The view back then was to grow and harvest stands of Douglas Fir, like a Saskatchewan farmer might raise fields of wheat.

The result is plantations that are not as biodiverse, nor as productive as they should be, said Simard. The trials will address these single-species forests, and how to restore biodiversity.

The lack of diversity leads to forests that could be doing more to store carbon, and thereby fight climate change. The estimate is that a healthier forest could be 25 per cent more efficient as a carbon sink, she said.

According to UBC’s project description the Kantelberg Trials in Maple Ridge will explore sustainable forest management practises. The trials will focus on selective logging and cutting-edge equipment to address biodiversity and carbon deficits in industrialized conifer plantations, particularly in coastal Douglas-fir forests. The project involves transitioning monoculture stands to healthier forests, with greater species diversity, and testing various retention levels and harvesting techniques.

Their work will preserve the large trees – this work is led in part by the Mother Tree author – while revitalizing understory plant communities.
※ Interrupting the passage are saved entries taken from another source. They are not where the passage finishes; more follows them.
//! The word catalog: admissible dictionary words grouped by starting letter.
//!
//! [`WordCatalog::filter_and_group`] runs every raw candidate word through
//! [`Puzzle::is_valid_word`] once, up front. The solver then trusts the
//! catalog completely and never re-checks adjacency during the search.
//!
//! Words under each starting letter are kept in an ordered set, deduplicated
//! by exact text. The fixed iteration order is what makes repeated runs
//! produce the same *set* of solutions.
//!
//! # Examples
//!
//! ```
//! use ringbox::catalog::WordCatalog;
//! use ringbox::puzzle::Puzzle;
//!
//! let puzzle = Puzzle::new("abcdefghijkl")?;
//! let catalog = WordCatalog::filter_and_group(["adg", "abd", "dgj", "cat"], &puzzle);
//!
//! // "abd" fails adjacency, "cat" uses letters outside the puzzle.
//! assert_eq!(catalog.len(), 2);
//! assert!(catalog.words_starting_with('a').is_some());
//! assert!(catalog.words_starting_with('c').is_none());
//! # Ok::<(), ringbox::errors::PuzzleError>(())
//! ```

use crate::puzzle::Puzzle;
use crate::word::Word;
use log::debug;
use std::collections::{BTreeSet, HashMap};

/// Mapping from starting letter to the admissible words that begin with it.
///
/// Built once per puzzle; read-only during the search.
#[derive(Debug, Clone, Default)]
pub struct WordCatalog {
    by_first_letter: HashMap<char, BTreeSet<Word>>,
}

impl WordCatalog {
    /// Filters raw candidate words against the puzzle rules and groups the
    /// survivors by their first letter, deduplicating by exact text.
    pub fn filter_and_group<I, S>(raw_words: I, puzzle: &Puzzle) -> Self
    where
        I: IntoIterator<Item = S>,
        S: AsRef<str>,
    {
        let mut by_first_letter: HashMap<char, BTreeSet<Word>> = HashMap::new();
        let mut candidates = 0usize;
        let mut kept = 0usize;

        for raw in raw_words {
            candidates += 1;
            let word = raw.as_ref().trim().to_lowercase();
            if !puzzle.is_valid_word(&word) {
                continue;
            }
            // Valid words are non-empty (the length check guarantees it).
            let Some(first) = word.chars().next() else {
                continue;
            };
            if by_first_letter
                .entry(first)
                .or_default()
                .insert(Word::new(&word))
            {
                kept += 1;
            }
        }

        debug!("catalog kept {kept} of {candidates} candidate words");

        Self { by_first_letter }
    }

    /// The admissible words starting with `letter`, or `None` if there are
    /// none. An absent letter is a normal empty-branch outcome for the
    /// solver, not an error.
    #[must_use]
    pub fn words_starting_with(&self, letter: char) -> Option<&BTreeSet<Word>> {
        self.by_first_letter.get(&letter)
    }

    /// Total number of words in the catalog, across all starting letters.
    #[must_use]
    pub fn len(&self) -> usize {
        self.by_first_letter.values().map(BTreeSet::len).sum()
    }

    #[must_use]
    pub fn is_empty(&self) -> bool {
        self.by_first_letter.is_empty()
    }

    /// The starting letters that have at least one admissible word.
    pub fn starting_letters(&self) -> impl Iterator<Item = char> + '_ {
        self.by_first_letter.keys().copied()
    }
}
It will use innovative equipment to minimize forest floor disturbance.

Roeser has more than two decades of experience in forest research and innovation, and has been working with industry to support the emerging bio-economy both in Europe and in Canada.

This initiative aims to set new standards for sustainable forestry practices, addressing the challenges faced by the forest sector in B.C.

There is a market for logs removed from the forest, and carbon stocks also have financial value.

“At the end of the day, it’s very economically viable to do this kind of restoration,” said Simard.

She said the work at Malcolm Knapp is leading-edge forestry research.

“I’m really excited – I think it’s really important.”

The Malcolm Knapp Research Forest invites public engagement, offering a tour titled “From No Growth to Old Growth” to showcase the future of sustainable forest management.

Led by forestry experts, this tour provides an opportunity for participants to learn about the techniques employed and the ecological significance of the trials, emphasizing collaboration and ecological stewardship in shaping the future of forestry.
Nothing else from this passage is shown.